Chronic Fatigue Syndrome (CFS)
Chronic Fatigue Syndrome (CFS), like Fibromyalgia, can be a debilitating disease that can consume an individual’s life and make their quality of life decline significantly and steadily. As an individual who has suffered from CFS since my teenage years, I know these symptoms and the consequences of these symptoms intimately.
Generally, a CFS patient will have several symptoms for an extended period of time (generally 6 months or longer), such as:
- Unexplained ‘aches and pains’, generally throughout the body or move from one area to another with no swelling or redness
- Inability to concentrate
- Loss of memory
- Enlarged lymph node in the neck or armpits
- Constant fatigue
- Severe exhaustion lasting more than 24 hours after physical or mental exercise
- Inability to feel refreshed after sleeping for 7 – 8 hours
- Psychological symptoms may include: irritability, mood swings, or panic attacks
Unfortunately, there is no one test that can be conducted to determine whether CFS exists or not; it is purely the summation of all symptoms at this time. Individuals with CFS will feel completely worn out, overtired, and their body will feel completely exhausted after physical or mental exercise. Individuals with CFS can’t function as other ‘normal’ individuals do.
Someone with CFS can have several really great, energetic, and wonderful-feeling days and then all of a sudden be hit with fatigue, joint and muscle pain, irritability, or panic attacks. And even if the individual sleeps or rests for 7 – 8 hours they won’t feel refreshed the next morning.
In addition, individuals with CFS are highly discouraged from donating blood and organs because the cause of CFS is unknown and it is unknown how or if CFS will present in an individual receiving the blood or organ donation. Because CFS is still a mystery to the medical profession they are safeguarding donor recipients from the possibility of receiving this syndrome in the future. I didn’t know this until I hosted a community blood drive for my company and found out that I was ineligible to donate blood.
There is no cure for CFS. It’s just something that we have to live with, work around, and deal with on a consistent basis. Some individuals have more severe symptoms than others. While there is no scientific proof, as someone who has CFS, I believe that there are a few things that play a huge part in how defined and severe the symptoms are or are not.
Some of these include:
Stress levels – the higher the stress levels in someone without CFS, the more likely they are to get sick. If the individual has CFS, then they are even more likely to get sick, have pain in their body, and experience the psychological parts of CFS.
Diet – the old saying ‘we are what we eat’ is so very true, especially when it comes to someone with CFS. If the individual isn’t eating their fruits and vegetables on a regular basis, then their body isn’t able to absorb the needed nutrients to stay healthy. The more junk food that is eaten, the worse I feel!

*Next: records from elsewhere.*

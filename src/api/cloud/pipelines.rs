//
//  bitbucket-client
//  api/cloud/pipelines.rs
//
//  Created by Ngonidzashe Mangudya on 2026/01/12.
//  Copyright (c) 2025 IAMNGONI. All rights reserved.
//

//! Repository pipeline configuration.
//!
//! Bitbucket Pipelines is configured per repository under
//! `/repositories/{owner}/{slug}/pipelines_config`:
//!
//! - enabling or disabling pipelines
//! - repository variables (optionally secured, i.e. masked in logs)
//! - the SSH key pair pipelines use to reach other hosts
//!
//! # Example
//!
//! ```rust,no_run
//! use bitbucket_client::{Client, Credentials};
//! use bitbucket_client::api::cloud::RepositoryPipelineVariableOptions;
//!
//! # async fn example() -> Result<(), bitbucket_client::ApiError> {
//! let client = Client::new(Credentials::basic("jdoe", "app-password"))?;
//! let variable = client
//!     .repository()
//!     .add_pipeline_variable(
//!         &RepositoryPipelineVariableOptions::new("acme", "api", "DEPLOY_TOKEN", "s3cr3t")
//!             .secured(true),
//!     )
//!     .await?;
//! println!("created {}", variable.uuid);
//! # Ok(())
//! # }
//! ```

use reqwest::Method;
use serde::{Deserialize, Serialize};

use super::{json_body, non_empty, Repository, RepositoryApi};
use crate::api::common::{decode, ApiError};

/// Pipeline configuration of a repository.
#[derive(Debug, Clone, Default, PartialEq, Serialize, Deserialize)]
#[serde(default)]
pub struct Pipeline {
    /// Object type, `repository_pipelines_configuration`.
    #[serde(rename = "type")]
    pub pipeline_type: String,

    /// Whether pipelines run for this repository.
    pub enabled: bool,

    /// The repository the configuration belongs to.
    pub repository: Option<Repository>,
}

/// A repository-level pipeline variable.
///
/// # Notes
///
/// - Secured variables are masked with `***` in pipeline logs
/// - The API never returns the value of a secured variable
#[derive(Debug, Clone, Default, PartialEq, Serialize, Deserialize)]
#[serde(default)]
pub struct PipelineVariable {
    /// Object type, `pipeline_variable`.
    #[serde(rename = "type")]
    pub variable_type: String,

    /// Unique identifier for the variable (includes curly braces).
    pub uuid: String,

    /// The name of the variable.
    pub key: String,

    /// The value of the variable. Empty for secured variables.
    pub value: String,

    /// Whether this variable's value is masked.
    pub secured: bool,
}

/// The SSH key pair used by pipelines.
#[derive(Debug, Clone, Default, PartialEq, Serialize, Deserialize)]
#[serde(default)]
pub struct PipelineKeyPair {
    /// Object type, `pipeline_ssh_key_pair`.
    #[serde(rename = "type")]
    pub key_pair_type: String,

    pub uuid: String,

    /// The public key in OpenSSH format.
    pub public_key: String,

    /// The private key. Never returned by the API.
    pub private_key: String,
}

/// Options for enabling or disabling pipelines.
#[derive(Debug, Clone, Default)]
pub struct RepositoryPipelineOptions {
    pub owner: String,
    pub repo_slug: String,
    pub enabled: bool,
}

impl RepositoryPipelineOptions {
    pub fn new(owner: impl Into<String>, repo_slug: impl Into<String>, enabled: bool) -> Self {
        Self {
            owner: owner.into(),
            repo_slug: repo_slug.into(),
            enabled,
        }
    }
}

/// Options for creating a pipeline variable.
#[derive(Debug, Clone, Default)]
pub struct RepositoryPipelineVariableOptions {
    pub owner: String,
    pub repo_slug: String,
    /// Only sent when set.
    pub uuid: Option<String>,
    pub key: String,
    pub value: String,
    pub secured: bool,
}

impl RepositoryPipelineVariableOptions {
    pub fn new(
        owner: impl Into<String>,
        repo_slug: impl Into<String>,
        key: impl Into<String>,
        value: impl Into<String>,
    ) -> Self {
        Self {
            owner: owner.into(),
            repo_slug: repo_slug.into(),
            key: key.into(),
            value: value.into(),
            ..Default::default()
        }
    }

    pub fn secured(mut self, secured: bool) -> Self {
        self.secured = secured;
        self
    }

    pub fn uuid(mut self, uuid: impl Into<String>) -> Self {
        self.uuid = Some(uuid.into());
        self
    }
}

/// Options for installing the pipelines SSH key pair.
#[derive(Debug, Clone, Default)]
pub struct RepositoryPipelineKeyPairOptions {
    pub owner: String,
    pub repo_slug: String,
    pub private_key: Option<String>,
    pub public_key: Option<String>,
}

#[derive(Serialize)]
struct PipelineConfigBody {
    enabled: bool,
}

#[derive(Serialize)]
struct PipelineVariableBody<'a> {
    #[serde(skip_serializing_if = "Option::is_none")]
    uuid: Option<&'a str>,
    key: &'a str,
    value: &'a str,
    secured: bool,
}

#[derive(Serialize)]
struct PipelineKeyPairBody<'a> {
    #[serde(skip_serializing_if = "Option::is_none")]
    private_key: Option<&'a str>,
    #[serde(skip_serializing_if = "Option::is_none")]
    public_key: Option<&'a str>,
}

/// `{"enabled": ...}`; the flag is always sent.
pub fn build_pipeline_body(opts: &RepositoryPipelineOptions) -> Result<String, ApiError> {
    json_body(&PipelineConfigBody {
        enabled: opts.enabled,
    })
}

/// Variable body; `uuid` is omitted unless set.
pub fn build_pipeline_variable_body(
    opts: &RepositoryPipelineVariableOptions,
) -> Result<String, ApiError> {
    json_body(&PipelineVariableBody {
        uuid: non_empty(&opts.uuid),
        key: &opts.key,
        value: &opts.value,
        secured: opts.secured,
    })
}

/// Key pair body; each key is omitted unless set.
pub fn build_pipeline_key_pair_body(
    opts: &RepositoryPipelineKeyPairOptions,
) -> Result<String, ApiError> {
    json_body(&PipelineKeyPairBody {
        private_key: non_empty(&opts.private_key),
        public_key: non_empty(&opts.public_key),
    })
}

impl<'a> RepositoryApi<'a> {
    /// Enables or disables pipelines for a repository.
    pub async fn update_pipeline_config(
        &self,
        opts: &RepositoryPipelineOptions,
    ) -> Result<Pipeline, ApiError> {
        let body = build_pipeline_body(opts)?;
        let url = self.client.request_url(
            "/repositories/%s/%s/pipelines_config",
            &[&opts.owner, &opts.repo_slug],
        );
        decode(self.client.execute(Method::PUT, &url, Some(body)).await?)
    }

    /// Creates a repository-level pipeline variable.
    pub async fn add_pipeline_variable(
        &self,
        opts: &RepositoryPipelineVariableOptions,
    ) -> Result<PipelineVariable, ApiError> {
        let body = build_pipeline_variable_body(opts)?;
        let url = self.client.request_url(
            "/repositories/%s/%s/pipelines_config/variables/",
            &[&opts.owner, &opts.repo_slug],
        );
        decode(self.client.execute(Method::POST, &url, Some(body)).await?)
    }

    /// Installs the SSH key pair used by pipelines.
    pub async fn add_pipeline_key_pair(
        &self,
        opts: &RepositoryPipelineKeyPairOptions,
    ) -> Result<PipelineKeyPair, ApiError> {
        let body = build_pipeline_key_pair_body(opts)?;
        let url = self.client.request_url(
            "/repositories/%s/%s/pipelines_config/ssh/key_pair",
            &[&opts.owner, &opts.repo_slug],
        );
        decode(self.client.execute(Method::PUT, &url, Some(body)).await?)
    }
}

#[cfg(test)]
mod tests {
    use super::*;
    use serde_json::{json, Value};

    fn parse(body: &str) -> Value {
        serde_json::from_str(body).unwrap()
    }

    #[test]
    fn test_pipeline_body_always_sends_enabled() {
        let body = build_pipeline_body(&RepositoryPipelineOptions::new("o", "r", false)).unwrap();
        assert_eq!(parse(&body), json!({"enabled": false}));
    }

    #[test]
    fn test_variable_body_omits_unset_uuid() {
        let opts = RepositoryPipelineVariableOptions::new("o", "r", "KEY", "v");
        assert_eq!(
            parse(&build_pipeline_variable_body(&opts).unwrap()),
            json!({"key": "KEY", "value": "v", "secured": false})
        );

        let opts = opts.uuid("").secured(true);
        assert_eq!(
            parse(&build_pipeline_variable_body(&opts).unwrap()),
            json!({"key": "KEY", "value": "v", "secured": true})
        );
    }

    #[test]
    fn test_variable_body_with_uuid() {
        let opts = RepositoryPipelineVariableOptions::new("o", "r", "KEY", "v").uuid("{abc}");
        let body = parse(&build_pipeline_variable_body(&opts).unwrap());
        assert_eq!(body["uuid"], "{abc}");
    }

    #[test]
    fn test_key_pair_body_only_set_keys() {
        let opts = RepositoryPipelineKeyPairOptions {
            public_key: Some("ssh-rsa AAAA".to_string()),
            private_key: Some(String::new()),
            ..Default::default()
        };
        assert_eq!(
            parse(&build_pipeline_key_pair_body(&opts).unwrap()),
            json!({"public_key": "ssh-rsa AAAA"})
        );
    }

    #[test]
    fn test_decode_pipeline_variable() {
        let variable: PipelineVariable = decode(json!({
            "type": "pipeline_variable",
            "uuid": "{1}",
            "key": "KEY",
            "value": "v",
            "secured": false
        }))
        .unwrap();
        assert_eq!(
            variable,
            PipelineVariable {
                variable_type: "pipeline_variable".to_string(),
                uuid: "{1}".to_string(),
                key: "KEY".to_string(),
                value: "v".to_string(),
                secured: false,
            }
        );
    }

    #[test]
    fn test_decode_pipeline_config() {
        let pipeline: Pipeline = decode(json!({
            "type": "repository_pipelines_configuration",
            "enabled": true,
            "repository": {"full_name": "o/r", "type": "repository"}
        }))
        .unwrap();
        assert!(pipeline.enabled);
        assert_eq!(pipeline.repository.unwrap().full_name, "o/r");
    }

    #[test]
    fn test_error_envelope_for_every_entity() {
        let envelope = json!({"type": "error", "error": {"message": "denied"}});
        assert!(decode::<Pipeline>(envelope.clone()).unwrap_err().is_service_error());
        assert!(decode::<PipelineVariable>(envelope.clone())
            .unwrap_err()
            .is_service_error());
        assert!(decode::<PipelineKeyPair>(envelope).unwrap_err().is_service_error());
    }
}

Exercise – this is a huge one for me, especially when I’m hurting really bad. Exercise does so many good things for us.
- It increases the circulation in our body – it actually increases the amount of blood pumped through our body
- It gets our heart working harder – which makes it stronger – it is, after all, a muscle and it needs to be worked
- It gets our endorphins going – this is the ‘feel good’ part of the brain. When the endorphins are flowing bad moods change to good moods, pain is reduced (or goes away), and we are just happier in general.
- It works our muscles – when an individual just lays or sits down all day they aren’t actively using or strengthening the muscles. Muscles need to be worked because this is how they become stronger and receive oxygen. The oxygen makes the muscles happier (and hurt so much less).
Vitamins – I really didn’t start taking vitamins (like I’m supposed to) until a few short years ago. I highly recommend going with a Whole Foods vitamin because the body absorbs so much more of the whole foods vitamins because they are extracted from actual plants vs. man-made vitamins which the body only absorbs a small amount. I can definitely tell the difference when I missed taking my vitamins for the day.
Listen to your body – your body wants to feel good, so listen to what it’s telling you. Are you overworking your body? Are you getting enough rest at night (7 – 8 hours)? Are you allowing for downtime after a big physical or mental event? These are things to think about to help battle CFS and its symptoms.